{Reference Type}: Journal Article
{Title}: Cofilin promotes tau pathology in Alzheimer's disease.
{Author}: Yan M;Tang L;Dai L;Lei C;Xiong M;Zhang X;He M;Tian Y;Xiong J;Ke W;Zhang Z;Zhang C;Deng X;Zhang Z;
{Journal}: Cell Rep
{Volume}: 42
{Issue}: 2
{Year}: 02 2023 28
暂无{DOI}: 10.1016/j.celrep.2023.112138
{Abstract}: The molecular mechanisms mediating the aggregation and transmission of tau in AD remain unclear.
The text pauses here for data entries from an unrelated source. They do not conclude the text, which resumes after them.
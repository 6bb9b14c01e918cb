//! Member values and callable methods
//!
//! Everything that can appear as a class member is a [`Value`]. Plain data
//! variants carry their payload inline; callables are [`Method`]s holding a
//! reference-counted function. The abstract-member sentinel is its own
//! variant, so "is this member still abstract" is a tag check rather than a
//! comparison of function identities.

use crate::class::ClassHandle;
use crate::error::ModelResult;
use crate::instance::{CallContext, Instance};
use rustc_hash::FxHashMap;
use std::fmt;
use std::sync::Arc;

/// Member-name-to-value table used for prototype members, statics, and fields
pub type MemberMap = FxHashMap<String, Value>;

/// Function type backing a [`Method`]
pub type MethodFn = Arc<dyn Fn(&mut CallContext, &[Value]) -> ModelResult<Value> + Send + Sync>;

/// A value that can be stored as a class member, static, or instance field
#[derive(Clone)]
pub enum Value {
    /// Absent / no value
    Null,
    /// Boolean
    Bool(bool),
    /// Integer
    Int(i64),
    /// Floating point
    Float(f64),
    /// String
    Str(String),
    /// Callable member
    Method(Method),
    /// Abstract-member sentinel; invoking it fails with `NotImplemented`
    Abstract,
    /// A class embedded as a member value
    Class(ClassHandle),
    /// An instance value
    Object(Instance),
}

impl Value {
    /// Null value
    pub fn null() -> Self {
        Value::Null
    }

    /// Boolean value
    pub fn bool(v: bool) -> Self {
        Value::Bool(v)
    }

    /// Integer value
    pub fn int(v: i64) -> Self {
        Value::Int(v)
    }

    /// Float value
    pub fn float(v: f64) -> Self {
        Value::Float(v)
    }

    /// String value
    pub fn str(v: impl Into<String>) -> Self {
        Value::Str(v.into())
    }

    /// Wrap a plain function as a callable member
    pub fn method<F>(f: F) -> Self
    where
        F: Fn(&mut CallContext, &[Value]) -> ModelResult<Value> + Send + Sync + 'static,
    {
        Value::Method(Method::new(f))
    }

    /// True for values that can be invoked as a method.
    ///
    /// The abstract sentinel counts as callable: invoking it is well-defined
    /// (it fails with `NotImplemented`), and a chained override may target it.
    pub fn is_callable(&self) -> bool {
        matches!(self, Value::Method(_) | Value::Abstract)
    }

    /// Human-readable kind name for diagnostics
    pub fn type_name(&self) -> &'static str {
        match self {
            Value::Null => "null",
            Value::Bool(_) => "bool",
            Value::Int(_) => "int",
            Value::Float(_) => "float",
            Value::Str(_) => "string",
            Value::Method(_) => "method",
            Value::Abstract => "abstract",
            Value::Class(_) => "class",
            Value::Object(_) => "object",
        }
    }

    /// Borrow the method payload, if this is a callable member
    pub fn as_method(&self) -> Option<&Method> {
        match self {
            Value::Method(m) => Some(m),
            _ => None,
        }
    }

    /// Borrow the instance payload, if this is an object value
    pub fn as_object(&self) -> Option<&Instance> {
        match self {
            Value::Object(o) => Some(o),
            _ => None,
        }
    }

    /// Borrow the class payload, if this is a class value
    pub fn as_class(&self) -> Option<&ClassHandle> {
        match self {
            Value::Class(c) => Some(c),
            _ => None,
        }
    }

    /// Integer payload, if any
    pub fn as_int(&self) -> Option<i64> {
        match self {
            Value::Int(v) => Some(*v),
            _ => None,
        }
    }

    /// String payload, if any
    pub fn as_str(&self) -> Option<&str> {
        match self {
            Value::Str(s) => Some(s),
            _ => None,
        }
    }
}

impl PartialEq for Value {
    fn eq(&self, other: &Self) -> bool {
        match (self, other) {
            (Value::Null, Value::Null) => true,
            (Value::Bool(a), Value::Bool(b)) => a == b,
            (Value::Int(a), Value::Int(b)) => a == b,
            (Value::Float(a), Value::Float(b)) => a == b,
            (Value::Str(a), Value::Str(b)) => a == b,
            (Value::Method(a), Value::Method(b)) => a.same_fn(b),
            (Value::Abstract, Value::Abstract) => true,
            (Value::Class(a), Value::Class(b)) => a == b,
            (Value::Object(a), Value::Object(b)) => a == b,
            _ => false,
        }
    }
}

impl fmt::Debug for Value {
    fn fmt(&self, f: &mut fmt::Formatter<'_>) -> fmt::Result {
        match self {
            Value::Null => write!(f, "Null"),
            Value::Bool(v) => write!(f, "Bool({v})"),
            Value::Int(v) => write!(f, "Int({v})"),
            Value::Float(v) => write!(f, "Float({v})"),
            Value::Str(v) => write!(f, "Str({v:?})"),
            Value::Method(m) => fmt::Debug::fmt(m, f),
            Value::Abstract => write!(f, "Abstract"),
            Value::Class(c) => write!(f, "Class({})", c.diagnostic_name()),
            Value::Object(o) => fmt::Debug::fmt(o, f),
        }
    }
}

/// Superclass-call target installed on a chained method by the builder.
///
/// Resolution is dynamic: the member is looked up on the superclass at call
/// time, so a later raw `override` patch on the superclass is observed.
#[derive(Clone)]
pub(crate) struct SuperBinding {
    pub(crate) superclass: ClassHandle,
    pub(crate) name: String,
}

/// A callable class member.
///
/// Whether a method chains to its superclass implementation is declared at
/// the binding site with [`Method::chained`]; the builder then installs the
/// superclass-call binding for it. There is no inspection of the method body.
#[derive(Clone)]
pub struct Method {
    imp: MethodFn,
    chains: bool,
    super_binding: Option<SuperBinding>,
    marked_override: bool,
    marked_final: bool,
}

impl Method {
    /// A plain method that never calls its superclass implementation
    pub fn new<F>(f: F) -> Self
    where
        F: Fn(&mut CallContext, &[Value]) -> ModelResult<Value> + Send + Sync + 'static,
    {
        Method {
            imp: Arc::new(f),
            chains: false,
            super_binding: None,
            marked_override: false,
            marked_final: false,
        }
    }

    /// A method that calls its superclass implementation through
    /// [`CallContext::call_super`]. The builder verifies at build time that
    /// a superclass implementation actually exists.
    pub fn chained<F>(f: F) -> Self
    where
        F: Fn(&mut CallContext, &[Value]) -> ModelResult<Value> + Send + Sync + 'static,
    {
        Method {
            imp: Arc::new(f),
            chains: true,
            super_binding: None,
            marked_override: false,
            marked_final: false,
        }
    }

    /// Whether this method was declared as chaining to its superclass
    pub fn chains(&self) -> bool {
        self.chains
    }

    /// Whether the `override` annotation was applied
    pub fn is_marked_override(&self) -> bool {
        self.marked_override
    }

    /// Whether the `final` annotation was applied. Inert metadata: the
    /// builder records it but never enforces it.
    pub fn is_final(&self) -> bool {
        self.marked_final
    }

    /// Identity comparison of the underlying function
    pub fn same_fn(&self, other: &Method) -> bool {
        Arc::ptr_eq(&self.imp, &other.imp)
    }

    pub(crate) fn mark_override(mut self) -> Self {
        self.marked_override = true;
        self
    }

    pub(crate) fn mark_final(mut self) -> Self {
        self.marked_final = true;
        self
    }

    pub(crate) fn with_super_binding(mut self, superclass: ClassHandle, name: &str) -> Self {
        self.super_binding = Some(SuperBinding {
            superclass,
            name: name.to_string(),
        });
        self
    }

    pub(crate) fn has_super_binding(&self) -> bool {
        self.super_binding.is_some()
    }

    /// Invoke the method. A chained method pushes its superclass binding for
    /// the duration of the call and pops it afterwards, so nested and
    /// reentrant superclass calls resolve against the right level.
    pub(crate) fn invoke(&self, ctx: &mut CallContext, args: &[Value]) -> ModelResult<Value> {
        match &self.super_binding {
            Some(binding) => {
                ctx.push_super(binding.clone());
                let result = (self.imp)(ctx, args);
                ctx.pop_super();
                result
            }
            None => (self.imp)(ctx, args),
        }
    }
}

impl fmt::Debug for Method {
    fn fmt(&self, f: &mut fmt::Formatter<'_>) -> fmt::Result {
        f.debug_struct("Method")
            .field("chains", &self.chains)
            .field("bound", &self.super_binding.is_some())
            .finish()
    }
}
Here, we show that the actin-binding protein cofilin is cleaved by a cysteine protease asparagine endopeptidase (AEP) at N138 in the brains of patients with AD. The AEP-generated cofilin 1-138 fragment interacts with tau and promotes its aggregation. The mixed fibrils consisting of cofilin 1-138 and tau are more pathogenic to cells than pure tau fibrils. Furthermore, overexpression of cofilin 1-138 in the brain facilitates the propagation of pathological tau aggregates and promotes AD-like cognitive impairments in tau P301S mice. However, mice infected with adeno-associated viruses (AAVs) encoding an AEP-uncleavable cofilin mutant show attenuated tau pathology and cognitive impairments compared with mice injected with AAVs encoding wild-type cofilin. Together, these observations support the role of the cofilin 1-138 fragment in the aggregation and transmission of tau pathology during the onset and progression of AD.